More Violence Ahead?

US Defense Secretary Lloyd Austin recently undertook the second high-profile Mideast visit made by US government officials to the region so far this year. This is in part  an attempt to prevent escalation between Palestinians and Israel during the Muslim Holy month of Ramadan. Austin’s trip included a visit to Jordan, which is a key player involved in coordinating on issues concerning the West Bank and Egypt, which plays a mediating role between Israel and Gaza during times of conflict. In addition to this, Qatar’s Mohammed al-Emadi visited Gaza on March 6, in order to consult with members of the Hamas government there, regarding a new aid grant to the besieged coastal enclave. Qatari aid has in the past been used as a means of pressuring Hamas to stay out of armed confrontations with Israel. What appears to be a key factor in driving any potential escalation are the activities of Israeli settlers inside the West Bank and East Jerusalem. After a pogrom was carried out by extremist settlers in Hawara town, against Palestinians, some Israeli politicians emboldened the settlers by calling on the Israeli government to go further, in the case of minister Bezalel Smotrich to “wipe out” the entire town of Hawara. It is clear from a ten-point policy platform put forth by the Religious Zionism List the second largest Party in the Israeli ruling coalition, that the goal is to conquer the West Bank and to make the issue of destroying any semblance of a Palestinian national movement the main goal of the government.
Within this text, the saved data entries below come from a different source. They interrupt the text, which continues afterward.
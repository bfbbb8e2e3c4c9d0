//! tokenline - three-line status line for Claude Code
//!
//! Claude Code runs this binary after every assistant message, piping the
//! session's status JSON to stdin, and shows whatever it prints.
//!
//! # Usage
//!
//! ```text
//! tokenline              # Render the status line from stdin
//! tokenline --dry-run    # Render without writing the usage ledger
//! tokenline usage        # Show the rolling usage windows
//! tokenline setup        # Configure Claude Code's statusLine
//! tokenline uninstall    # Remove the statusLine entry
//! ```

use std::fs::{self, OpenOptions};
use std::io::IsTerminal;
use std::path::PathBuf;
use std::sync::Mutex;

use anyhow::Result;
use chrono::Utc;
use clap::{Parser, Subcommand};
use tokio::io::AsyncReadExt;
use tracing::{debug, info, warn};
use tracing_subscriber::EnvFilter;

use tokenline_cli::config::Config;
use tokenline_cli::paths;
use tokenline_cli::render::{no_color_requested, Painter};
use tokenline_cli::setup;
use tokenline_cli::store::{JsonFileStore, LedgerStore, MemoryStore};
use tokenline_cli::tracker::{UsageSummary, UsageTracker};
use tokenline_cli::run_status;

/// Environment variable holding the log filter.
const LOG_ENV: &str = "TOKENLINE_LOG";

/// Filter used when `TOKENLINE_LOG` is unset or invalid.
const DEFAULT_LOG_FILTER: &str = "tokenline=warn";

// ============================================================================
// CLI Arguments
// ============================================================================

/// tokenline - Claude Code status line with rolling token usage
#[derive(Parser, Debug)]
#[command(name = "tokenline")]
#[command(about = "Three-line Claude Code status line with 5h and 7d usage estimates")]
#[command(version)]
struct Args {
    #[command(subcommand)]
    command: Option<Command>,

    /// Config file (defaults to $XDG_CONFIG_HOME/tokenline/config.toml)
    #[arg(long, global = true, value_name = "PATH")]
    config: Option<PathBuf>,

    /// Disable ANSI colors
    #[arg(long, global = true)]
    no_color: bool,

    /// Track usage in memory only; the ledger on disk is read but not written
    #[arg(long)]
    dry_run: bool,
}

#[derive(Subcommand, Debug)]
enum Command {
    /// Show the rolling usage windows without recording anything
    Usage {
        /// Print machine-readable JSON
        #[arg(long)]
        json: bool,
    },
    /// Configure Claude Code to use tokenline as its status line
    Setup,
    /// Remove tokenline from Claude Code's settings
    Uninstall,
}

// ============================================================================
// Logging Setup
// ============================================================================

fn create_log_file() -> Option<std::fs::File> {
    let log_path = paths::log_file_path();

    if let Some(log_dir) = log_path.parent() {
        if let Err(e) = fs::create_dir_all(log_dir) {
            eprintln!("Warning: Failed to create log directory {log_dir:?}: {e}");
            return None;
        }
    }

    match OpenOptions::new().create(true).append(true).open(&log_path) {
        Ok(file) => Some(file),
        Err(e) => {
            eprintln!("Warning: Failed to open log file {log_path:?}: {e}");
            None
        }
    }
}

/// Logs go to a file; stdout belongs to Claude Code.
fn init_logging() {
    if let Some(file) = create_log_file() {
        let writer = Mutex::new(file);
        let filter = EnvFilter::try_from_env(LOG_ENV).unwrap_or_else(|_| EnvFilter::new(DEFAULT_LOG_FILTER));

        tracing_subscriber::fmt()
            .with_env_filter(filter)
            .with_writer(writer)
            .with_ansi(false)
            .init();
    } else {
        tracing_subscriber::fmt()
            .with_env_filter(EnvFilter::new("off"))
            .init();
    }
}

// ============================================================================
// Commands
// ============================================================================

fn load_config(explicit: Option<PathBuf>) -> Config {
    let path = Config::resolve_path(explicit);
    let mut config = Config::load_or_default(path.as_deref());
    config.apply_env();
    config.normalize_limits();
    config
}

async fn read_stdin() -> String {
    if std::io::stdin().is_terminal() {
        debug!("stdin is a terminal, rendering without a payload");
        return String::new();
    }

    let mut input = String::new();
    if let Err(e) = tokio::io::stdin().read_to_string(&mut input).await {
        warn!(error = %e, "Failed to read stdin");
    }
    input
}

async fn render_status<S: LedgerStore>(store: S, config: &Config, color: bool) -> Result<()> {
    let tracker = UsageTracker::from_config(store, &config.limits)?;
    let input = read_stdin().await;
    let home = dirs::home_dir();

    let output = run_status(
        &input,
        config,
        &tracker,
        Painter::new(color),
        home.as_deref(),
        Utc::now(),
    )
    .await;

    for line in &output.lines {
        println!("{line}");
    }
    Ok(())
}

fn show_usage(config: &Config, json: bool) -> Result<()> {
    let store = JsonFileStore::new(config.store_path());
    let tracker = UsageTracker::from_config(store, &config.limits)?;
    let report = tracker.current(Utc::now());

    if json {
        let summary = UsageSummary::from(&report);
        println!("{}", serde_json::to_string_pretty(&summary)?);
        return Ok(());
    }

    println!("Ledger: {}", tracker.store().path().display());
    for window in [&report.short, &report.long] {
        println!(
            "  {:<4} {:>4} of limit, {} tokens in {} events, resets in {}",
            window.label,
            window.stats.format_percentage(),
            window.stats.total_tokens,
            window.stats.event_count,
            window.stats.format_remaining(),
        );
    }
    println!("  {} sessions tracked", report.session_count);
    Ok(())
}

// ============================================================================
// Main Entry Point
// ============================================================================

#[tokio::main(flavor = "current_thread")]
async fn main() -> Result<()> {
    let args = Args::parse();

    // Handle subcommands that only touch settings first
    match args.command {
        Some(Command::Setup) => return setup::setup(),
        Some(Command::Uninstall) => return setup::uninstall(),
        _ => {}
    }

    init_logging();

    let config = load_config(args.config);

    if let Some(Command::Usage { json }) = args.command {
        return show_usage(&config, json);
    }

    let color = !args.no_color && config.display.color && !no_color_requested();
    info!(dry_run = args.dry_run, color, "tokenline starting");

    let file_store = JsonFileStore::new(config.store_path());
    if args.dry_run {
        let ledger = file_store.load().unwrap_or_default();
        render_status(MemoryStore::with_ledger(ledger), &config, color).await
    } else {
        render_status(file_store, &config, color).await
    }
}
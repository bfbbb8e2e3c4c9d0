//! One invocation's worth of usage tracking.
//!
//! Load the ledger, fold in the snapshot's cumulative counters, persist,
//! then compute both windows. No step here can fail the invocation: an
//! unreadable ledger starts fresh and an unwritable one is only logged.

use chrono::{DateTime, TimeDelta, Utc};
use serde::Serialize;
use tokenline_core::{SessionId, TokenPair, UsageEvent, UsageLedger, WindowSpec, WindowStats};
use tracing::{debug, warn};

use crate::config::LimitsConfig;
use crate::error::Result;
use crate::store::LedgerStore;

/// Stats for one named window.
#[derive(Debug, Clone, PartialEq)]
pub struct WindowReport {
    pub label: String,
    pub stats: WindowStats,
}

/// What the renderer needs from the usage subsystem.
#[derive(Debug, Clone, PartialEq)]
pub struct UsageReport {
    pub short: WindowReport,
    pub long: WindowReport,
    /// Event appended by this invocation, if any.
    pub recorded: Option<UsageEvent>,
    /// False when the ledger could not be written.
    pub persisted: bool,
    pub event_count: usize,
    pub session_count: usize,
}

/// Machine-readable form printed by `tokenline usage --json`.
#[derive(Debug, Serialize)]
pub struct UsageSummary {
    pub windows: Vec<WindowSummary>,
    pub events: usize,
    pub sessions: usize,
}

#[derive(Debug, Serialize)]
pub struct WindowSummary {
    pub label: String,
    pub percentage: f64,
    pub total_tokens: u64,
    pub remaining_seconds: i64,
    pub events: usize,
}

impl From<&WindowReport> for WindowSummary {
    fn from(report: &WindowReport) -> Self {
        Self {
            label: report.label.clone(),
            percentage: report.stats.percentage,
            total_tokens: report.stats.total_tokens.as_u64(),
            remaining_seconds: report.stats.time_remaining.num_seconds(),
            events: report.stats.event_count,
        }
    }
}

impl From<&UsageReport> for UsageSummary {
    fn from(report: &UsageReport) -> Self {
        Self {
            windows: vec![(&report.short).into(), (&report.long).into()],
            events: report.event_count,
            sessions: report.session_count,
        }
    }
}

/// Drives the ledger through one observation.
pub struct UsageTracker<S> {
    store: S,
    short: WindowSpec,
    long: WindowSpec,
    retention: TimeDelta,
}

impl<S: LedgerStore> UsageTracker<S> {
    pub fn new(store: S, short: WindowSpec, long: WindowSpec, retention: TimeDelta) -> Self {
        Self {
            store,
            short,
            long,
            retention,
        }
    }

    /// Builds a tracker from the `[limits]` config section.
    pub fn from_config(store: S, limits: &LimitsConfig) -> Result<Self> {
        Ok(Self::new(
            store,
            limits.short_window()?,
            limits.long_window()?,
            limits.retention(),
        ))
    }

    pub fn store(&self) -> &S {
        &self.store
    }

    /// Loads the ledger, starting fresh if it cannot be read.
    pub fn load_ledger(&self) -> UsageLedger {
        match self.store.load() {
            Ok(ledger) => ledger,
            Err(e) => {
                warn!(error = %e, "Unreadable usage ledger, starting fresh");
                UsageLedger::new()
            }
        }
    }

    /// Records one observation and reports both windows.
    ///
    /// The report reflects the updated ledger even when saving fails.
    pub fn observe(
        &self,
        session_id: SessionId,
        cumulative: TokenPair,
        now: DateTime<Utc>,
    ) -> UsageReport {
        let mut ledger = self.load_ledger();
        let recorded = ledger.record_observation(session_id, cumulative, now, self.retention);

        let persisted = match self.store.save(&ledger) {
            Ok(()) => true,
            Err(e) => {
                warn!(error = %e, "Usage ledger not saved");
                false
            }
        };

        let mut report = self.report(&ledger, now);
        report.recorded = recorded;
        report.persisted = persisted;
        report
    }

    /// Reports both windows from the stored ledger without recording.
    pub fn current(&self, now: DateTime<Utc>) -> UsageReport {
        let mut ledger = self.load_ledger();
        ledger.prune(now, self.retention);
        self.report(&ledger, now)
    }

    /// Computes both windows over `ledger`.
    pub fn report(&self, ledger: &UsageLedger, now: DateTime<Utc>) -> UsageReport {
        let events = ledger.events();
        let short = WindowReport {
            label: self.short.label.clone(),
            stats: self.short.stats(events, now),
        };
        let long = WindowReport {
            label: self.long.label.clone(),
            stats: self.long.stats(events, now),
        };

        debug!(
            short_pct = short.stats.percentage,
            long_pct = long.stats.percentage,
            events = events.len(),
            "Computed usage windows"
        );

        UsageReport {
            short,
            long,
            recorded: None,
            persisted: true,
            event_count: events.len(),
            session_count: ledger.cursors().len(),
        }
    }
}

#[cfg(test)]
mod tests {
    use super::*;
    use crate::store::MemoryStore;
    use chrono::TimeZone;

    fn t0() -> DateTime<Utc> {
        Utc.with_ymd_and_hms(2025, 6, 1, 0, 0, 0).unwrap()
    }

    fn tracker() -> UsageTracker<MemoryStore> {
        UsageTracker::from_config(MemoryStore::new(), &LimitsConfig::default()).unwrap()
    }

    #[test]
    fn test_observe_persists_event() {
        let tracker = tracker();
        let report = tracker.observe(SessionId::new("a"), TokenPair::new(100, 50), t0());

        assert!(report.recorded.is_some());
        assert!(report.persisted);
        assert_eq!(tracker.store().snapshot().events().len(), 1);
    }

    #[test]
    fn test_repeat_observation_records_nothing() {
        let tracker = tracker();
        tracker.observe(SessionId::new("a"), TokenPair::new(100, 50), t0());
        let report = tracker.observe(
            SessionId::new("a"),
            TokenPair::new(100, 50),
            t0() + TimeDelta::seconds(5),
        );

        assert!(report.recorded.is_none());
        assert_eq!(report.event_count, 1);
        assert_eq!(report.short.stats.total_tokens.as_u64(), 150);
    }

    #[test]
    fn test_current_does_not_record() {
        let tracker = tracker();
        tracker.observe(SessionId::new("a"), TokenPair::new(1_000_000, 200_000), t0());

        let report = tracker.current(t0() + TimeDelta::hours(1));
        assert!((report.short.stats.percentage - 24.0).abs() < 1e-9);
        assert_eq!(report.short.stats.time_remaining, TimeDelta::hours(4));
        assert_eq!(tracker.store().snapshot().events().len(), 1);
    }

    #[test]
    fn test_summary_shape() {
        let tracker = tracker();
        let report = tracker.observe(SessionId::new("a"), TokenPair::new(10, 0), t0());
        let summary = UsageSummary::from(&report);
        let json = serde_json::to_value(&summary).unwrap();

        assert_eq!(json["windows"][0]["label"], "5h");
        assert_eq!(json["windows"][1]["label"], "7d");
        assert_eq!(json["windows"][0]["total_tokens"], 10);
        assert_eq!(json["windows"][0]["remaining_seconds"], 5 * 3600);
        assert_eq!(json["sessions"], 1);
    }
}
Although past Israeli governments have sought to maintain the status quo with the Palestinians sidelined as an issue, this has clearly changed under the new coalition. The strength of an once fringe group of extremist settlers, who see the only way forward as being through the total elimination of the Palestinians as a nation has now become mainstream. Future escalation is likely to be caused by these extremist settlers.